This angsty, strongly autobiographical, highly original novel infused with poetic language centers around Cyrus Shams, an Iranian young man who loses his mother in a plane crash caused by the firing of a missile from a U.S. naval carrier (a real life event). Cyrus subsequently grows up in America, as his father takes a job to escape Iran by working at a chicken farm in the Midwest.
Cyrus emerges in his 20’s resentful, alienated, and obsessed with martyrs. He’s a poet, a barely recovered addict, and alienated from his father. He makes money by pretending to be a dying patient in a hospital to help train new doctors, and relishes tormenting and judging them. His martyr obsession echoes his own depression and suicidal thoughts, and spiraling thoughts about death. Cyrus obsesses about what elevates a person’s suffering into an event of historic proportions. As part of his quest, Cyrus travels to New York to meets an Iranian artist who as part of her last show has inhabited a Brooklyn museum, talking with visitors about dying.

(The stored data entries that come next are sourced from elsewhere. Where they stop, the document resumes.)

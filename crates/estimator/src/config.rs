use std::env;
use std::path::PathBuf;

use expense_core::FormBounds;

pub const DEFAULT_FLIGHTS_CSV: &str = "data/flights.csv";
pub const DEFAULT_HOTELS_CSV: &str = "data/hotels.csv";
pub const DEFAULT_PREPROCESSOR_PATH: &str = "data/preprocessor.json";
pub const DEFAULT_MODEL_PATH: &str = "data/model.json";

#[derive(Debug, Clone, PartialEq)]
pub struct EstimatorConfig {
    pub flights_csv: PathBuf,
    pub hotels_csv: PathBuf,
    pub preprocessor_path: PathBuf,
    pub model_path: PathBuf,
    pub enforce_bounds: bool,
    pub bounds: FormBounds,
}

impl Default for EstimatorConfig {
    fn default() -> Self {
        Self {
            flights_csv: PathBuf::from(DEFAULT_FLIGHTS_CSV),
            hotels_csv: PathBuf::from(DEFAULT_HOTELS_CSV),
            preprocessor_path: PathBuf::from(DEFAULT_PREPROCESSOR_PATH),
            model_path: PathBuf::from(DEFAULT_MODEL_PATH),
            enforce_bounds: true,
            bounds: FormBounds::default(),
        }
    }
}

impl EstimatorConfig {
    pub fn from_env() -> Self {
        let defaults = Self::default();
        Self {
            flights_csv: env_path("EXPENSE_FLIGHTS_CSV").unwrap_or(defaults.flights_csv),
            hotels_csv: env_path("EXPENSE_HOTELS_CSV").unwrap_or(defaults.hotels_csv),
            preprocessor_path: env_path("EXPENSE_PREPROCESSOR_PATH")
                .unwrap_or(defaults.preprocessor_path),
            model_path: env_path("EXPENSE_MODEL_PATH").unwrap_or(defaults.model_path),
            enforce_bounds: env::var("EXPENSE_ENFORCE_BOUNDS")
                .ok()
                .and_then(|value| parse_flag(&value))
                .unwrap_or(defaults.enforce_bounds),
            bounds: defaults.bounds,
        }
    }
}

fn env_path(key: &str) -> Option<PathBuf> {
    env::var(key)
        .ok()
        .map(|value| value.trim().to_string())
        .filter(|value| !value.is_empty())
        .map(PathBuf::from)
}

pub fn parse_flag(value: &str) -> Option<bool> {
    match value.trim().to_lowercase().as_str() {
        "1" | "true" | "yes" | "on" => Some(true),
        "0" | "false" | "no" | "off" => Some(false),
        _ => None,
    }
}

Having lost both my parents in a Pan Am plane crash in my teens, I could relate to Cyrus’ existential crises, as he tries to imbue both his Mom’s life with meaning, as well as wrestle with his orphanhood. Like Cyrus, my parents decided to leave my brother and I at home, though they had thought of taking us with them to visit relatives in New Zealand. The profound scars of loss and the quest for higher meaning reverberate for Cyrus throughout his adulthood without easy answers.
Thanks to Knopf, Pantheon, Vintage and Anchor and NetGalley for an advanced reader’s copy.